> [Exercise goal]: One number is the expected answer: the count of lines in the material below containing the word "order".

> [Input material]:
use std::collections::HashMap;

use indexmap::IndexMap;

use chainkit_core::{Categorical, ChainError, FiniteMarkovProcess};

/// One square of the board, numbered 1..=100.
#[derive(Debug, Clone, Copy, PartialEq, Eq, Hash, PartialOrd, Ord)]
pub struct Square {
    pub position: u32,
}

/// The board of a classic snakes-and-ladders game as a Markov process.
///
/// From each square below 100 a fair die moves the token one to six squares
/// forward; a landing square that is the foot of a ladder or the head of a
/// snake redirects through `jumps` before being recorded. Rolls that would
/// overshoot square 100 leave the token in place. Square 100 is the sole
/// terminal state.
///
/// Two rolls from the same square can land on the same final square once
/// jumps are applied; their probability mass is summed.
pub fn snakes_and_ladders(
    jumps: &HashMap<u32, u32>,
) -> Result<FiniteMarkovProcess<Square>, ChainError> {
    let mut transition_map = IndexMap::new();

    for position in 1..100_u32 {
        let mut landings = Vec::with_capacity(6);

        for roll in 1..=6_u32 {
            let landing = position + roll;
            if landing > 100 {
                continue;
            }

            let landing = jumps.get(&landing).copied().unwrap_or(landing);
            landings.push((Square { position: landing }, 1.0 / 6.0));
        }

        // Overshooting rolls keep the token on its square.
        if position > 94 {
            landings.push((Square { position }, f64::from(position - 94) / 6.0));
        }

        transition_map.insert(Square { position }, Categorical::new(landings)?);
    }

    FiniteMarkovProcess::new(transition_map)
}

/// The snake and ladder placements of the classic board.
pub fn classic_jumps() -> HashMap<u32, u32> {
    HashMap::from([
        (1, 38),
        (4, 14),
        (9, 31),
        (28, 84),
        (36, 44),
        (21, 42),
        (51, 67),
        (71, 91),
        (80, 100),
        (16, 6),
        (47, 26),
        (49, 11),
        (56, 53),
        (64, 60),
        (87, 24),
        (93, 73),
        (95, 75),
        (98, 78),
    ])
}
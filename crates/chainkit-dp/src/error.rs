use chainkit_core::ChainError;
use thiserror::Error;

#[derive(Debug, Error)]
/// Error type for model loading, validation, and construction.
pub enum ModelError {
    #[error("failed to read YAML file: {0}")]
    Io(#[from] std::io::Error),

    #[error("failed to parse YAML: {0}")]
    Yaml(#[from] serde_yaml::Error),

    #[error("duplicate state id '{id}'")]
    DuplicateStateId { id: String },

    #[error("duplicate action id '{action}' in state '{state}'")]
    DuplicateActionId { state: String, action: String },

    #[error("state '{state}' is terminal and cannot declare actions")]
    TerminalStateHasActions { state: String },

    #[error("non-terminal state '{state}' must declare at least one action")]
    MissingActions { state: String },

    #[error("state '{state}' action '{action}' must contain at least one outcome")]
    EmptyOutcomes { state: String, action: String },

    #[error(
        "invalid probability in state '{state}', action '{action}', outcome {outcome_index}: {value}"
    )]
    InvalidProbability {
        state: String,
        action: String,
        outcome_index: usize,
        value: f64,
    },

    #[error(
        "invalid reward in state '{state}', action '{action}', outcome {outcome_index}: {value}"
    )]
    InvalidReward {
        state: String,
        action: String,
        outcome_index: usize,
        value: f64,
    },

    #[error(
        "probability sum for state '{state}', action '{action}' must be within {tolerance} of 1.0, got {sum}"
    )]
    ProbabilitySum {
        state: String,
        action: String,
        sum: f64,
        tolerance: f64,
    },

    #[error("outcome in state '{state}', action '{action}' references unknown next state '{next}'")]
    UnknownNextState {
        state: String,
        action: String,
        next: String,
    },

    #[error(transparent)]
    Chain(#[from] ChainError),
}
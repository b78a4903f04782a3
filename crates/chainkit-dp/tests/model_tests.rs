use chainkit_core::{FiniteDistribution, NonTerminal, State, Terminal};
use chainkit_dp::{ModelError, ModelSpec};

const VALID_MODEL_YAML: &str = r#"
version: 1
states:
  - id: s0
    terminal: false
    actions:
      - id: a0
        outcomes:
          - next: s1
            prob: 0.7
            reward: 1.0
          - next: s0
            prob: 0.3
            reward: 0.0
      - id: a1
        outcomes:
          - next: s2
            prob: 1.0
            reward: -0.2
  - id: s1
    terminal: true
  - id: s2
    terminal: true
"#;

#[test]
fn yaml_parse_and_build_success() {
    let spec: ModelSpec = serde_yaml::from_str(VALID_MODEL_YAML).expect("valid yaml");
    let mdp = spec.build().expect("build should succeed");

    let states: Vec<&String> = mdp.non_terminal_states().map(|s| &s.0).collect();
    assert_eq!(states, vec!["s0"]);

    let actions: Vec<&String> = mdp
        .actions(&NonTerminal("s0".to_string()))
        .expect("s0 is a source")
        .collect();
    assert_eq!(actions, vec!["a0", "a1"]);

    let action_map = mdp
        .action_map(&NonTerminal("s0".to_string()))
        .expect("s0 is a source");
    let a0 = action_map.get("a0").expect("a0 is declared");

    let sum: f64 = a0.table().iter().map(|(_, p)| p).sum();
    assert!((sum - 1.0).abs() <= 1e-9);

    let to_s1 = (State::Terminal(Terminal("s1".to_string())), 1.0);
    assert!((a0.probability(&to_s1) - 0.7).abs() <= 1e-9);
}

#[test]
fn validation_fails_for_probability_sum() {
    let yaml = r#"
states:
  - id: s0
    actions:
      - id: a0
        outcomes:
          - next: s0
            prob: 0.9
            reward: 1.0
"#;

    let spec: ModelSpec = serde_yaml::from_str(yaml).expect("valid syntax");
    let err = spec.build().expect_err("build should fail");

    assert!(matches!(err, ModelError::ProbabilitySum { .. }));
}

#[test]
fn validation_fails_for_unknown_state_reference() {
    let yaml = r#"
states:
  - id: s0
    actions:
      - id: a0
        outcomes:
          - next: missing
            prob: 1.0
            reward: 1.0
"#;

    let spec: ModelSpec = serde_yaml::from_str(yaml).expect("valid syntax");
    let err = spec.build().expect_err("build should fail");

    assert!(matches!(err, ModelError::UnknownNextState { .. }));
}

#[test]
fn validation_fails_for_terminal_state_with_actions() {
    let yaml = r#"
states:
  - id: s0
    terminal: true
    actions:
      - id: a0
        outcomes:
          - next: s0
            prob: 1.0
            reward: 0.0
"#;

    let spec: ModelSpec = serde_yaml::from_str(yaml).expect("valid syntax");
    let err = spec.validate().expect_err("validation should fail");

    assert!(matches!(err, ModelError::TerminalStateHasActions { .. }));
}

#[test]
fn validation_fails_for_actionless_source_state() {
    let yaml = r#"
states:
  - id: s0
    terminal: false
"#;

    let spec: ModelSpec = serde_yaml::from_str(yaml).expect("valid syntax");
    let err = spec.validate().expect_err("validation should fail");

    assert!(matches!(err, ModelError::MissingActions { .. }));
}

#[test]
fn validation_fails_for_negative_probability() {
    let yaml = r#"
states:
  - id: s0
    actions:
      - id: a0
        outcomes:
          - next: s0
            prob: -0.25
            reward: 0.0
          - next: s0
            prob: 1.25
            reward: 0.0
"#;

    let spec: ModelSpec = serde_yaml::from_str(yaml).expect("valid syntax");
    let err = spec.validate().expect_err("validation should fail");

    assert!(matches!(err, ModelError::InvalidProbability { .. }));
}

#[test]
fn validation_fails_for_duplicate_state_id() {
    let yaml = r#"
states:
  - id: s0
    actions:
      - id: a0
        outcomes:
          - next: s0
            prob: 1.0
            reward: 0.0
  - id: s0
    terminal: true
"#;

    let spec: ModelSpec = serde_yaml::from_str(yaml).expect("valid syntax");
    let err = spec.validate().expect_err("validation should fail");

    assert!(matches!(err, ModelError::DuplicateStateId { .. }));
}
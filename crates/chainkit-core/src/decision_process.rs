use std::collections::HashSet;
use std::fmt::Debug;
use std::hash::Hash;

use indexmap::IndexMap;
use rand::RngCore;

use crate::distribution::{Categorical, Distribution, FiniteDistribution, Sampled};
use crate::error::ChainError;
use crate::policy::{FinitePolicy, Policy};
use crate::process::{validate_wrapping, wrap_state};
use crate::reward_process::{FiniteMarkovRewardProcess, MarkovRewardProcess};
use crate::state::{NonTerminal, State};

/// Outcome table for one action: a finite distribution over
/// `(successor state, reward)` pairs.
pub type StateReward<S> = Categorical<(State<S>, f64)>;

/// The legal actions at one state and their outcome tables, in insertion
/// order.
pub type ActionMap<S, A> = IndexMap<A, StateReward<S>>;

#[derive(Debug, Clone)]
/// A Markov decision process over finite state and action spaces: for every
/// non-terminal state, a non-empty map from action to an outcome table.
pub struct FiniteMarkovDecisionProcess<S, A>
where
    S: Clone + Eq + Hash + Debug,
    A: Clone + Eq + Hash + Debug,
{
    mapping: IndexMap<NonTerminal<S>, ActionMap<S, A>>,
}

impl<S, A> FiniteMarkovDecisionProcess<S, A>
where
    S: Clone + Eq + Hash + Debug,
    A: Clone + Eq + Hash + Debug,
{
    /// Build a decision process from a mapping over raw states. Keys become
    /// non-terminal; states appearing only in outcome supports are terminal.
    ///
    /// Fails with [`ChainError::InvalidMdp`] if any state maps to an empty
    /// action set.
    pub fn new(
        mapping: IndexMap<S, IndexMap<A, Categorical<(S, f64)>>>,
    ) -> Result<Self, ChainError> {
        let sources: HashSet<S> = mapping.keys().cloned().collect();

        let mut wrapped = IndexMap::with_capacity(mapping.len());
        for (source, action_map) in mapping {
            if action_map.is_empty() {
                return Err(ChainError::invalid_mdp(&source));
            }

            let action_map: ActionMap<S, A> = action_map
                .into_iter()
                .map(|(action, distribution)| {
                    let distribution =
                        distribution.map(|(next, reward)| (wrap_state(next, &sources), reward));
                    (action, distribution)
                })
                .collect();

            wrapped.insert(NonTerminal(source), action_map);
        }

        validate_wrapping(&wrapped, |action_map| {
            action_map
                .values()
                .flat_map(|distribution| distribution.table().iter().map(|((next, _), _)| next))
        })?;

        Ok(Self { mapping: wrapped })
    }

    /// The non-terminal states, complete and in insertion order.
    pub fn non_terminal_states(&self) -> impl Iterator<Item = &NonTerminal<S>> {
        self.mapping.keys()
    }

    /// The legal actions at `state`, in insertion order. Fails with
    /// [`ChainError::UnknownState`] rather than returning an empty sequence.
    pub fn actions(&self, state: &NonTerminal<S>) -> Result<impl Iterator<Item = &A>, ChainError> {
        Ok(self.action_map(state)?.keys())
    }

    /// The full action-to-outcome table for `state`.
    pub fn action_map(&self, state: &NonTerminal<S>) -> Result<&ActionMap<S, A>, ChainError> {
        self.mapping
            .get(state)
            .ok_or_else(|| ChainError::unknown_state(&state.0))
    }

    /// Combine with an arbitrary policy into a reward process whose
    /// transitions are drawn by two-stage sampling: an action from the
    /// policy, then an outcome from that action's table. Nothing is
    /// enumerated, so this works for any [`Policy`], at the cost of the
    /// result being a sampler rather than a table.
    pub fn apply_policy<'a, P>(&'a self, policy: &'a P) -> PolicyRewardProcess<'a, S, A, P>
    where
        P: Policy<S, A>,
    {
        PolicyRewardProcess { mdp: self, policy }
    }

    /// Combine with a finite policy into the exact finite reward process,
    /// marginalizing out the action: every `(successor, reward)` outcome
    /// accumulates `p_action * p_outcome`, and contributions from different
    /// actions to the same outcome are summed. Because the policy's action
    /// distribution and each outcome table individually sum to one, so does
    /// every combined distribution.
    pub fn apply_finite_policy<D>(
        &self,
        policy: &FinitePolicy<S, D>,
    ) -> Result<FiniteMarkovRewardProcess<S>, ChainError>
    where
        D: FiniteDistribution<A>,
    {
        let mut transition_map = IndexMap::with_capacity(self.mapping.len());

        for (state, action_map) in &self.mapping {
            let action_distribution = policy.act_finite(state)?;
            let mut outcomes: Vec<((State<S>, f64), f64)> = Vec::new();

            for (action, p_action) in action_distribution.table() {
                let outcome_distribution = action_map
                    .get(action)
                    .ok_or_else(|| ChainError::unknown_action(&state.0, action))?;

                for ((next, reward), p_outcome) in outcome_distribution.table() {
                    outcomes.push(((next.clone(), *reward), p_action * p_outcome));
                }
            }

            transition_map.insert(state.clone(), Categorical::new(outcomes)?);
        }

        FiniteMarkovRewardProcess::from_wrapped(transition_map)
    }
}

/// A reward process defined by a decision process and a policy, sampled in
/// two stages. Produced by
/// [`FiniteMarkovDecisionProcess::apply_policy`]; it holds references to
/// both and owns nothing itself.
pub struct PolicyRewardProcess<'a, S, A, P>
where
    S: Clone + Eq + Hash + Debug,
    A: Clone + Eq + Hash + Debug,
{
    mdp: &'a FiniteMarkovDecisionProcess<S, A>,
    policy: &'a P,
}

impl<S, A, P> MarkovRewardProcess<S> for PolicyRewardProcess<'_, S, A, P>
where
    S: Clone + Eq + Hash + Debug,
    A: Clone + Eq + Hash + Debug,
    P: Policy<S, A>,
{
    /// A sampled distribution: each draw samples an action from the policy,
    /// then a `(successor, reward)` pair from that action's outcome table.
    /// Each call is one independent draw from the true marginal, which is
    /// never materialized.
    ///
    /// Panics at draw time if the policy produces an action the decision
    /// process does not offer in `state`; such a pairing is malformed.
    fn transition_reward<'b>(
        &'b self,
        state: &NonTerminal<S>,
    ) -> Result<Box<dyn Distribution<(State<S>, f64)> + 'b>, ChainError> {
        let action_map = self.mdp.action_map(state)?;
        let action_distribution = self.policy.act(state)?;

        Ok(Box::new(Sampled::new(move |rng: &mut dyn RngCore| {
            let action = action_distribution.sample(rng);
            action_map
                .get(&action)
                .expect("policy action must be offered by the decision process")
                .sample(rng)
        })))
    }
}
use indexmap::IndexMap;
use rand::SeedableRng;
use rand_chacha::ChaCha8Rng;

use crate::{
    Categorical, ChainError, Constant, Distribution, FiniteMarkovProcess,
    FiniteMarkovRewardProcess, MarkovProcess, MarkovRewardProcess, NonTerminal, PROB_TOLERANCE,
    State, Terminal, TransitionStep,
};

/// One non-terminal state 0 that either loops or falls into terminal 1.
fn coin_flip_process() -> FiniteMarkovProcess<u32> {
    let mut transition_map = IndexMap::new();
    transition_map.insert(
        0_u32,
        Categorical::new([(0_u32, 0.5), (1_u32, 0.5)]).expect("valid weights"),
    );

    FiniteMarkovProcess::new(transition_map).expect("valid process")
}

/// Deterministic chain 1 -> 2 -> 3 with rewards 1.0 then 2.0; 3 is terminal.
fn chain_reward_process() -> FiniteMarkovRewardProcess<u32> {
    let mut transition_map = IndexMap::new();
    transition_map.insert(
        1_u32,
        Categorical::new([((2_u32, 1.0), 1.0)]).expect("valid weights"),
    );
    transition_map.insert(
        2_u32,
        Categorical::new([((3_u32, 2.0), 1.0)]).expect("valid weights"),
    );

    FiniteMarkovRewardProcess::new(transition_map).expect("valid process")
}

#[test]
fn support_only_states_become_terminal() {
    let process = coin_flip_process();
    let distribution = process
        .transition_map(&NonTerminal(0))
        .expect("state is a source");

    assert!(
        (distribution.probability(&State::NonTerminal(NonTerminal(0))) - 0.5).abs()
            <= PROB_TOLERANCE
    );
    assert!(
        (distribution.probability(&State::Terminal(Terminal(1))) - 0.5).abs() <= PROB_TOLERANCE
    );
}

#[test]
fn transition_fails_for_unknown_state() {
    let process = coin_flip_process();
    let err = process
        .transition_map(&NonTerminal(9))
        .expect_err("state is not a source");

    assert!(matches!(err, ChainError::UnknownState { .. }));
}

#[test]
fn wrapped_construction_rejects_unknown_non_terminal_successor() {
    let mut transition_map = IndexMap::new();
    transition_map.insert(
        NonTerminal(0_u32),
        Categorical::new([(State::NonTerminal(NonTerminal(1_u32)), 1.0)]).expect("valid weights"),
    );

    let err = FiniteMarkovProcess::from_wrapped(transition_map)
        .expect_err("successor 1 is not a source");
    assert!(matches!(err, ChainError::InvalidTransitionMap { .. }));
}

#[test]
fn wrapped_construction_rejects_ambiguous_terminal() {
    let mut transition_map = IndexMap::new();
    transition_map.insert(
        NonTerminal(0_u32),
        Categorical::new([(State::Terminal(Terminal(1_u32)), 1.0)]).expect("valid weights"),
    );
    transition_map.insert(
        NonTerminal(1_u32),
        Categorical::new([(State::Terminal(Terminal(0_u32)), 1.0)]).expect("valid weights"),
    );

    let err = FiniteMarkovProcess::from_wrapped(transition_map)
        .expect_err("state 1 is both terminal and a source");
    assert!(matches!(err, ChainError::InvalidTransitionMap { .. }));
}

#[test]
fn trace_starts_at_start_and_ends_at_terminal() {
    let process = coin_flip_process();
    let start = Constant::new(NonTerminal(0_u32));

    let states: Vec<State<u32>> = process
        .simulate(&start, 3)
        .take(1000)
        .collect::<Result<_, _>>()
        .expect("complete transition map");

    assert_eq!(states.first(), Some(&State::NonTerminal(NonTerminal(0))));
    assert!(states.last().expect("non-empty trace").is_terminal());
    assert!(
        states[..states.len() - 1]
            .iter()
            .all(|state| !state.is_terminal())
    );
}

#[test]
fn traces_with_equal_seeds_are_identical() {
    let process = coin_flip_process();
    let start = Constant::new(NonTerminal(0_u32));

    let trace_a: Vec<State<u32>> = process
        .simulate(&start, 42)
        .take(100)
        .collect::<Result<_, _>>()
        .expect("complete transition map");
    let trace_b: Vec<State<u32>> = process
        .simulate(&start, 42)
        .take(100)
        .collect::<Result<_, _>>()
        .expect("complete transition map");

    assert_eq!(trace_a, trace_b);
}

#[test]
fn trace_stream_restarts_with_fresh_seeds() {
    let process = coin_flip_process();
    let start = Constant::new(NonTerminal(0_u32));

    let lengths: Vec<usize> = process
        .traces(&start, 9)
        .take(10)
        .map(|trace| trace.take(1000).count())
        .collect();

    assert_eq!(lengths.len(), 10);
    assert!(lengths.iter().all(|&len| len >= 1));
}

#[test]
fn reward_trace_yields_every_transition_step() {
    let process = chain_reward_process();
    let start = Constant::new(NonTerminal(1_u32));

    let steps: Vec<TransitionStep<u32>> = process
        .simulate_reward(&start, 0)
        .collect::<Result<_, _>>()
        .expect("complete transition map");

    assert_eq!(steps.len(), 2);
    assert_eq!(steps[0].state, NonTerminal(1));
    assert_eq!(steps[0].next_state, State::NonTerminal(NonTerminal(2)));
    assert_eq!(steps[0].reward, 1.0);
    assert_eq!(steps[1].next_state, State::Terminal(Terminal(3)));
    assert_eq!(steps[1].reward, 2.0);
}

#[test]
fn reward_process_exposes_state_marginal() {
    let process = chain_reward_process();
    let distribution = process
        .transition(&NonTerminal(1))
        .expect("state is a source");

    let mut rng = ChaCha8Rng::seed_from_u64(1);
    for _ in 0..8 {
        assert_eq!(
            distribution.sample(&mut rng),
            State::NonTerminal(NonTerminal(2))
        );
    }
}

> [Output]: 3